Больше не раздавалось ни одного звука. Словно проклятая тишина, практически ощутимая на ощупь, повисла везде вокруг меня и внутри меня. Какое-то время я еще звонила и стучала. Я что-то говорила и плакала. Я просила его открыть. Наверное, это была истерика. Может, там, и правда, никого не было… но я чувствовала, я каждой порой чувствовала его рядом, мне казалось, что воздух пахнет им, и я настойчиво билась в эту дверь, как будто это была его душа под железной броней с шипами, которые изорвали меня до мяса, но так и не дали до нее добраться.

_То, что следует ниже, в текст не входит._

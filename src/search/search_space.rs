use crate::search::{Direction, NodeId, Plan, SearchNode, NO_NODE};
use segvec::{Linear, SegVec};
use std::collections::HashMap;
use std::hash::Hash;

/// A [`SearchSpace`] is a data structure for managing the states and nodes
/// during a search. Every distinct state gets exactly one node, and the
/// path to a node is recovered by following parent pointers.
#[derive(Debug)]
pub struct SearchSpace<S: Hash + Eq + Clone> {
    root_node_id: NodeId,
    nodes: SegVec<SearchNode, Linear>,
    states: SegVec<S, Linear>,
    registered_nodes: HashMap<S, NodeId>,
}

impl<S: Hash + Eq + Clone> SearchSpace<S> {
    pub fn new(initial_state: S) -> Self {
        let mut nodes = SegVec::new();
        let mut states = SegVec::new();
        let mut registered_nodes = HashMap::new();

        let root_node_id = NodeId::new(0);
        registered_nodes.insert(initial_state.clone(), root_node_id);
        nodes.push(SearchNode::new_without_parent(root_node_id));
        states.push(initial_state);

        Self {
            root_node_id,
            nodes,
            states,
            registered_nodes,
        }
    }

    /// Returns the node of `state`, creating it with the given parent and
    /// transition if the state has not been seen before. An existing node
    /// is returned untouched.
    pub fn insert_or_get_node(
        &mut self,
        state: S,
        transition: Direction,
        parent_id: NodeId,
    ) -> &mut SearchNode {
        let node_id = match self.registered_nodes.get(&state) {
            Some(&node_id) => node_id,
            None => {
                let node_id = NodeId::new(self.nodes.len());
                self.nodes
                    .push(SearchNode::new_with_parent(node_id, parent_id, transition));
                self.registered_nodes.insert(state.clone(), node_id);
                self.states.push(state);
                node_id
            }
        };
        self.get_node_mut(node_id)
    }

    #[inline(always)]
    pub fn get_root_node(&self) -> &SearchNode {
        self.get_node(self.root_node_id)
    }

    #[inline(always)]
    pub fn get_root_node_mut(&mut self) -> &mut SearchNode {
        self.get_node_mut(self.root_node_id)
    }

    #[inline(always)]
    pub fn get_node(&self, node_id: NodeId) -> &SearchNode {
        self.nodes.get(node_id.id()).expect("Invalid node id")
    }

    #[inline(always)]
    pub fn get_node_mut(&mut self, node_id: NodeId) -> &mut SearchNode {
        self.nodes.get_mut(node_id.id()).expect("Invalid node id")
    }

    #[inline(always)]
    pub fn get_state(&self, node_id: NodeId) -> &S {
        self.states.get(node_id.id()).expect("Invalid node id")
    }

    /// Number of distinct states generated so far, including the root.
    pub fn len(&self) -> usize {
        self.nodes.len()
    }

    pub fn is_empty(&self) -> bool {
        self.nodes.len() == 0
    }

    pub fn extract_plan(&self, goal_node_id: NodeId) -> Plan {
        let mut steps = vec![];
        let mut current_node = self.get_node(goal_node_id);
        while NO_NODE != current_node.get_parent_id() {
            if let Some(direction) = current_node.get_transition() {
                steps.push(direction);
            }
            current_node = self.get_node(current_node.get_parent_id());
        }
        steps.reverse();
        Plan::new(steps)
    }
}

— Почему ты делаешь это с нами? — упираясь лбом в нагревшееся от моих ладоней темно-коричневое покрытие. — С собой? Зачем ты себя наказываешь? Боишься меня? Боишься, что я причиню тебе боль? А про меня ты подумал? Подумал, какую боль ты причиняешь мне. Сколько боли ты обрушил на меня за все это время и продолжаешь рвать меня на части. Я полумертвая, Ромаааа. Ничего не хочется без тебя. Только одно и держит… слышишь? Что ж ты за зверь такой, чудовище, готовое корчиться от боли и грызть до костей других, но не позволить приблизиться к себе. Впусти! Меня!

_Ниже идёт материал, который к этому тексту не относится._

//! Crash recovery / invariant auditor.
//!
//! A read-only scan run at process startup that cross-references every
//! claim in the store against external facts - task state and workspace
//! existence - to surface what a crashed owner left behind:
//!
//! - claims owned by a previous incarnation of the caller, reported as
//!   resumable work instead of starting fresh;
//! - task claims whose task is already terminal (**orphaned claims**,
//!   auto-released);
//! - workspace claims with no underlying workspace (stale, auto-released);
//! - workspaces with no claim (**unclaimed resource leaks**, reported only
//!   - destroying them is a higher-level decision);
//! - task/workspace claim pairs observed unpaired beyond a grace window;
//! - agent-slot claims outside the configured slot range.
//!
//! The auditor mutates nothing except the two narrowly-scoped
//! auto-releases. Releases are idempotent-safe: two recoverers racing on
//! the same orphan both finish cleanly - one observes `Released`, the
//! other a harmless `NotFound`.

use std::collections::HashSet;
use std::sync::Arc;
use std::time::Duration;

use serde::Serialize;
use thiserror::Error;
use tracing::{debug, info, warn};

use crate::claim::{Claim, ClaimStore, ListFilter, ReleaseOutcome, StoreError};
use crate::clock::Clock;
use crate::uri::{ResourceClass, ResourceUri, TRUNK_WORKSPACE};

/// How a task looks to the external task tracker.
#[derive(Debug, Clone, Copy, PartialEq, Eq)]
pub enum TaskLiveness {
    /// The task is still open; its claim is legitimate.
    Active,
    /// The task reached a terminal state; a surviving claim is orphaned.
    Terminal,
    /// The tracker has no record of the task.
    Unknown,
}

/// Failure reported by an external collaborator during cross-reference.
#[derive(Debug, Error)]
#[error("collaborator query failed: {0}")]
pub struct CollaboratorError(pub String);

/// The task tracker seam. The kernel has no knowledge of task schema; it
/// only asks whether a task is still live.
pub trait TaskStateSource {
    /// Reports the liveness of one task.
    ///
    /// # Errors
    ///
    /// Returns [`CollaboratorError`] if the tracker cannot be queried.
    fn task_liveness(
        &self,
        project: &str,
        task_id: &str,
    ) -> Result<TaskLiveness, CollaboratorError>;
}

/// The workspace manager seam. Physical existence of working copies is an
/// external fact the auditor queries but does not control.
pub trait WorkspaceCatalog {
    /// Reports whether the named workspace physically exists.
    ///
    /// # Errors
    ///
    /// Returns [`CollaboratorError`] if the catalog cannot be queried.
    fn workspace_exists(&self, project: &str, name: &str) -> Result<bool, CollaboratorError>;

    /// Lists the workspaces that physically exist for a project.
    ///
    /// # Errors
    ///
    /// Returns [`CollaboratorError`] if the catalog cannot be queried.
    fn list_workspaces(&self, project: &str) -> Result<Vec<String>, CollaboratorError>;
}

/// Errors from an audit run.
#[derive(Debug, Error)]
#[non_exhaustive]
pub enum AuditError {
    /// The claim store failed; the audit cannot say anything.
    #[error(transparent)]
    Store(#[from] StoreError),

    /// An external collaborator could not be queried.
    #[error(transparent)]
    Collaborator(#[from] CollaboratorError),
}

/// One structured diagnostic from the auditor.
#[derive(Debug, Clone, PartialEq, Eq, Serialize)]
#[serde(tag = "kind", rename_all = "snake_case")]
pub enum AuditFinding {
    /// A claim owned by a previous incarnation of the caller: resume this
    /// work rather than starting fresh.
    ResumableClaim {
        /// The surviving claim.
        claim: Claim,
    },

    /// A task claim whose task already reached a terminal state. The
    /// owner crashed after finishing but before releasing.
    OrphanedTaskClaim {
        /// The orphaned claim.
        claim: Claim,
        /// Whether this auditor performed the release (`false` means a
        /// concurrent recoverer got there first).
        released: bool,
    },

    /// A workspace claim with no underlying working copy.
    StaleWorkspaceClaim {
        /// The stale claim.
        claim: Claim,
        /// Whether this auditor performed the release.
        released: bool,
    },

    /// A working copy that exists with no claim covering it. Reported,
    /// never destroyed - that requires a higher-level decision.
    UnclaimedWorkspace {
        /// The project.
        project: String,
        /// The workspace name.
        name: String,
    },

    /// A task or workspace claim whose partner (linked by matching memo)
    /// has been missing longer than the grace window - the pair is staked
    /// and released together under normal operation, so a lone half
    /// indicates a crash.
    UnpairedClaim {
        /// The half that exists.
        claim: Claim,
        /// The class the missing partner would have.
        missing: ResourceClass,
        /// How long the claim has been unpaired, in seconds.
        age_secs: u64,
    },

    /// An agent-slot claim at an index at or beyond the configured
    /// maximum - slot numbers must be dense from 0 and bounded.
    SlotBeyondCapacity {
        /// The out-of-range claim.
        claim: Claim,
        /// The configured slot bound.
        max_leads: u32,
    },
}

/// Result of one audit run.
#[derive(Debug, Clone, Default, Serialize)]
pub struct AuditReport {
    /// Structured findings, in scan order.
    pub findings: Vec<AuditFinding>,
    /// Total unexpired claims examined.
    pub claims_scanned: usize,
}

impl AuditReport {
    /// Returns `true` if the scan found nothing to report.
    #[must_use]
    pub fn is_clean(&self) -> bool {
        self.findings.is_empty()
    }
}

/// Read-only invariant auditor over one project's claims.
pub struct InvariantAuditor {
    store: Arc<dyn ClaimStore>,
    clock: Arc<dyn Clock>,
    project: String,
    max_leads: u32,
    pair_grace: Duration,
}

impl std::fmt::Debug for InvariantAuditor {
    fn fmt(&self, f: &mut std::fmt::Formatter<'_>) -> std::fmt::Result {
        f.debug_struct("InvariantAuditor")
            .field("project", &self.project)
            .field("max_leads", &self.max_leads)
            .finish_non_exhaustive()
    }
}

impl InvariantAuditor {
    /// Creates an auditor for one project.
    #[must_use]
    pub fn new(
        store: Arc<dyn ClaimStore>,
        clock: Arc<dyn Clock>,
        project: &str,
        max_leads: u32,
        pair_grace: Duration,
    ) -> Self {
        Self {
            store,
            clock,
            project: project.to_string(),
            max_leads,
            pair_grace,
        }
    }

    /// Runs the scan.
    ///
    /// `self_identity`, when given, is the stable identity of the calling
    /// process; claims under that owner prefix are reported as resumable.
    ///
    /// # Errors
    ///
    /// Returns [`AuditError`] if the store or a collaborator cannot be
    /// queried; the audit reports nothing rather than guessing.
    pub fn run(
        &self,
        self_identity: Option<&str>,
        tasks: &dyn TaskStateSource,
        workspaces: &dyn WorkspaceCatalog,
    ) -> Result<AuditReport, AuditError> {
        let now = self.clock.now_secs();
        let claims = self
            .store
            .list(&ListFilter::all().with_project(&self.project))?;
        let mut report = AuditReport {
            claims_scanned: claims.len(),
            ..AuditReport::default()
        };

        if let Some(identity) = self_identity {
            for claim in claims.iter().filter(|c| c.owner.starts_with(identity)) {
                debug!(uri = %claim.uri, "resumable claim from a previous incarnation");
                report.findings.push(AuditFinding::ResumableClaim {
                    claim: claim.clone(),
                });
            }
        }

        self.scan_orphaned_tasks(&claims, tasks, &mut report)?;
        self.scan_workspaces(&claims, workspaces, &mut report)?;
        self.scan_unpaired(&claims, now, &mut report);
        self.scan_slots(&claims, &mut report);

        info!(
            project = %self.project,
            scanned = report.claims_scanned,
            findings = report.findings.len(),
            "audit complete"
        );
        Ok(report)
    }

    /// Releases a claim found to violate an invariant, tolerating a
    /// concurrent recoverer having released it first.
    fn auto_release(&self, claim: &Claim) -> Result<bool, StoreError> {
        match self.store.release(&claim.uri, &claim.owner)? {
            ReleaseOutcome::Released => Ok(true),
            ReleaseOutcome::NotFound => {
                debug!(uri = %claim.uri, "already released by a concurrent recoverer");
                Ok(false)
            },
            ReleaseOutcome::NotOwner { holder } => {
                // The resource was re-staked between list and release;
                // the new claim is none of our business.
                debug!(uri = %claim.uri, holder = %holder, "re-staked since scan; leaving alone");
                Ok(false)
            },
        }
    }

    fn scan_orphaned_tasks(
        &self,
        claims: &[Claim],
        tasks: &dyn TaskStateSource,
        report: &mut AuditReport,
    ) -> Result<(), AuditError> {
        for claim in claims {
            let ResourceUri::Task { project, id } = &claim.uri else {
                continue;
            };
            match tasks.task_liveness(project, id)? {
                TaskLiveness::Active => {},
                TaskLiveness::Unknown => {
                    debug!(uri = %claim.uri, "task unknown to tracker; leaving claim alone");
                },
                TaskLiveness::Terminal => {
                    warn!(uri = %claim.uri, owner = %claim.owner, "orphaned task claim");
                    let released = self.auto_release(claim)?;
                    report.findings.push(AuditFinding::OrphanedTaskClaim {
                        claim: claim.clone(),
                        released,
                    });
                },
            }
        }
        Ok(())
    }

    fn scan_workspaces(
        &self,
        claims: &[Claim],
        workspaces: &dyn WorkspaceCatalog,
        report: &mut AuditReport,
    ) -> Result<(), AuditError> {
        let mut claimed: HashSet<&str> = HashSet::new();
        for claim in claims {
            let ResourceUri::Workspace { project, name } = &claim.uri else {
                continue;
            };
            claimed.insert(name.as_str());
            // The trunk always exists; its claim is the merge mutex in
            // flight, not a workspace-ownership record.
            if claim.uri.is_trunk() {
                continue;
            }
            if !workspaces.workspace_exists(project, name)? {
                warn!(uri = %claim.uri, owner = %claim.owner, "stale workspace claim");
                let released = self.auto_release(claim)?;
                report.findings.push(AuditFinding::StaleWorkspaceClaim {
                    claim: claim.clone(),
                    released,
                });
            }
        }

        for name in workspaces.list_workspaces(&self.project)? {
            if name == TRUNK_WORKSPACE || claimed.contains(name.as_str()) {
                continue;
            }
            warn!(project = %self.project, workspace = %name, "unclaimed workspace leak");
            report.findings.push(AuditFinding::UnclaimedWorkspace {
                project: self.project.clone(),
                name,
            });
        }
        Ok(())
    }

    fn scan_unpaired(&self, claims: &[Claim], now: u64, report: &mut AuditReport) {
        let memo_of = |claim: &Claim, class: ResourceClass| -> Option<String> {
            (claim.uri.class() == class && !claim.uri.is_trunk())
                .then(|| claim.memo.clone())
                .flatten()
        };
        let task_memos: HashSet<String> = claims
            .iter()
            .filter_map(|c| memo_of(c, ResourceClass::Task))
            .collect();
        let workspace_memos: HashSet<String> = claims
            .iter()
            .filter_map(|c| memo_of(c, ResourceClass::Workspace))
            .collect();

        for claim in claims {
            let (memo, missing) = if let Some(memo) = memo_of(claim, ResourceClass::Task) {
                (memo, ResourceClass::Workspace)
            } else if let Some(memo) = memo_of(claim, ResourceClass::Workspace) {
                (memo, ResourceClass::Task)
            } else {
                continue;
            };
            let partner_memos = match missing {
                ResourceClass::Workspace => &workspace_memos,
                _ => &task_memos,
            };
            if partner_memos.contains(&memo) {
                continue;
            }
            let age_secs = now.saturating_sub(claim.staked_at);
            if age_secs <= self.pair_grace.as_secs() {
                continue;
            }
            warn!(uri = %claim.uri, age_secs, "claim unpaired beyond grace window");
            report.findings.push(AuditFinding::UnpairedClaim {
                claim: claim.clone(),
                missing,
                age_secs,
            });
        }
    }

    fn scan_slots(&self, claims: &[Claim], report: &mut AuditReport) {
        for claim in claims {
            let ResourceUri::AgentSlot { slot, .. } = &claim.uri else {
                continue;
            };
            if *slot >= self.max_leads {
                warn!(uri = %claim.uri, max_leads = self.max_leads, "slot beyond capacity");
                report.findings.push(AuditFinding::SlotBeyondCapacity {
                    claim: claim.clone(),
                    max_leads: self.max_leads,
                });
            }
        }
    }
}

#[cfg(test)]
mod tests;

Я много говорила. Не знаю, что именно. Наверное, всякую ерунду. Потом я сидела под этой дверью и молчала. Сквозь слезы смотрела в темноту лестничного пролета. Слышала, как поскуливает за дверью собака. Это было не просто жестоко — это была казнь. Очередная казнь всех моих надежд, иллюзий и веры во что-то светлое. Веры в то, что я смогла бы принести этот свет в его жизнь. Но ему он не нужен, он упивается своей болью, своим крахом. Я ему не нужна. Все правильно сказала Нина. Никто ему не нужен. Зря все это и бессмысленно. До дикости больно и совершенно бесполезно. Наивная идиотка, все еще пытающаяся смотреть на мир сквозь осколки розовых стекол с потеками крови от собственных ошибок, на которых я так ничему и не научилась.